HomeGrown Solution: Low Cost Neonatal Exchange Transfusion Trainer
Low Cost Neonatal Exchange Transfusion Trainer
HomeGrown Solution Number
Identification of the Problem
Neonatal Exchange Transfusion (NET) is a potentially lifesaving procedure that is done to remove excess bilirubin and other antibodies in the blood. With the advent of several other therapies, NET has become a rarity and many trainees may not have performed or seen one being done; however, it continues to be the rescue procedure when all other therapies fail for severe neonatal hyperbilirubinemia. In order to alleviate this training deficit, our simulation team was task to develop a neonatal exchange transfusion simulator model for acquisition and retention of skills for this life saving procedure for Neonatal healthcare providers.
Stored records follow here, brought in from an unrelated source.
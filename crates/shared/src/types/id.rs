//! Typed IDs for type-safe entity references.
//!
//! Using typed IDs prevents accidentally passing a `UserId` where an
//! `AccountId` is expected.

use serde::{Deserialize, Serialize};
use uuid::Uuid;

/// Macro to generate typed ID wrappers.
macro_rules! typed_id {
    ($name:ident, $doc:expr) => {
        #[doc = $doc]
        #[derive(Debug, Clone, Copy, PartialEq, Eq, Hash, Serialize, Deserialize)]
        #[serde(transparent)]
        pub struct $name(pub Uuid);

        impl $name {
            /// Creates a new random ID using UUID v7 (time-ordered).
            #[must_use]
            pub fn new() -> Self {
                Self(Uuid::now_v7())
            }

            /// Creates an ID from an existing UUID.
            #[must_use]
            pub const fn from_uuid(uuid: Uuid) -> Self {
                Self(uuid)
            }

            /// Returns the inner UUID.
            #[must_use]
            pub const fn into_inner(self) -> Uuid {
                self.0
            }
        }

        impl Default for $name {
            fn default() -> Self {
                Self::new()
            }
        }

        impl std::fmt::Display for $name {
            fn fmt(&self, f: &mut std::fmt::Formatter<'_>) -> std::fmt::Result {
                write!(f, "{}", self.0)
            }
        }

        impl std::str::FromStr for $name {
            type Err = uuid::Error;

            fn from_str(s: &str) -> Result<Self, Self::Err> {
                Ok(Self(Uuid::parse_str(s)?))
            }
        }
    };
}

typed_id!(UserId, "Unique identifier for a user.");
typed_id!(AccountId, "Unique identifier for a financial account.");
typed_id!(TransactionId, "Unique identifier for a transaction.");
typed_id!(CategoryId, "Unique identifier for a transaction category.");
typed_id!(CompetenceId, "Unique identifier for a competence (accounting period).");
This training model was a deficit in the current market and a need that was addressed by our faculty for Resident training. The creation of this trainer allowed for the Resident staff to switch from a table-top simulation approach to a more hands-on simulation experience. The faculty were in search of a better solution to the acquisition and retention of exchange transfusion skills. The final product was developed in a way that allows the Resident engage in a high-fidelity learning environment for the development of these skills.
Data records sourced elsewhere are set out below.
//! Error types for account operations.

use thiserror::Error;

use saldo_shared::types::AccountId;

use crate::store::StoreError;

/// Errors that can occur during account operations.
#[derive(Debug, Error)]
pub enum AccountError {
    /// Referenced account does not exist.
    #[error("Account not found: {0}")]
    NotFound(AccountId),

    /// Storage collaborator failure.
    #[error(transparent)]
    Store(#[from] StoreError),
}

impl AccountError {
    /// Returns the error code for API responses.
    #[must_use]
    pub const fn error_code(&self) -> &'static str {
        match self {
            Self::NotFound(_) => "ACCOUNT_NOT_FOUND",
            Self::Store(_) => "DATABASE_ERROR",
        }
    }

    /// Returns the HTTP status code for this error.
    #[must_use]
    pub const fn http_status_code(&self) -> u16 {
        match self {
            Self::NotFound(_) => 404,
            Self::Store(_) => 500,
        }
    }
}
//! Competence service: find-or-create accounting periods.

use std::sync::Arc;

use chrono::{DateTime, Datelike, Utc};
use tracing::info;

use saldo_shared::types::UserId;

use super::error::CompetenceError;
use super::types::Competence;
use crate::store::CompetenceStore;

/// Service resolving accounting periods for an owner.
pub struct CompetenceService<C: CompetenceStore> {
    competences: Arc<C>,
}

impl<C: CompetenceStore> CompetenceService<C> {
    /// Creates a new competence service.
    #[must_use]
    pub fn new(competences: Arc<C>) -> Self {
        Self { competences }
    }

    /// Returns the competence for an explicit month/year, creating it if it
    /// does not exist yet.
    ///
    /// Creating is never an error path: a duplicate request is idempotent
    /// and returns the pre-existing record.
    ///
    /// # Errors
    ///
    /// Returns [`CompetenceError::InvalidMonth`] / [`CompetenceError::InvalidYear`]
    /// when the period is out of range.
    pub fn create_or_return(
        &self,
        owner_id: UserId,
        month: u32,
        year: i32,
    ) -> Result<Competence, CompetenceError> {
        if !(1..=12).contains(&month) {
            return Err(CompetenceError::InvalidMonth(month));
        }
        if year < 2000 {
            return Err(CompetenceError::InvalidYear(year));
        }

        if let Some(existing) = self.competences.find_by_owner_month_year(owner_id, month, year)? {
            return Ok(existing);
        }

        let competence = Competence::new(owner_id, month, year, Utc::now());
        self.competences.save(&competence)?;

        info!(
            competence_id = %competence.id,
            owner_id = %owner_id,
            period = %competence.label(),
            "Competence created"
        );
        Ok(competence)
    }

    /// Returns the competence for the caller's current month, creating it if
    /// needed. The wall clock is caller-supplied.
    pub fn get_or_create_current(
        &self,
        owner_id: UserId,
        now: DateTime<Utc>,
    ) -> Result<Competence, CompetenceError> {
        self.create_or_return(owner_id, now.month(), now.year())
    }

    /// Lists the owner's competences ordered by (year desc, month desc).
    pub fn list_by_owner(&self, owner_id: UserId) -> Result<Vec<Competence>, CompetenceError> {
        Ok(self.competences.find_by_owner_ordered_desc(owner_id)?)
    }
}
The main objectives were to identify the gaps in the current training model, create a hands-on model for both single and double catheter exchange transfusion training, and create with a low cost budget. Our objectives drove the design and planning of the product. We were able to fill the curricular gap with a hands-on model for both single or double catheter exchange transfusion with items that we found unused in our simulation lab.
- Repurposed neonatal manikin
- Umbilical Vessel Catheters
- 50mL spiked IV bag
- Tygon flexible polymer tubing (1/16” ID)
- Foam block (16.5”x16.5”x2”)
- Plastic Tupperware container
Steps to Creating the Solution
- Four foam blocks were used to disguise the fluid reservoir as the patient’s bed. The two middle blocks were carved out for a plastic container to hold the spiked IV bag.
- The container and IV bag create the fluid reservoir, which acts as the neonate’s blood supply.
- The umbilical catheters were run through the neonate and inserted into the Tygon tubing. A separate system was created for the two different methods of exchange transfusion. A small Y-connection splitter allowed for the inclusion of the two catheter design.
- The umbilical catheters were connected to the fluid reservoir by a luer lock connection. This allowed for the ability to easily swap between exchange transfusion methods.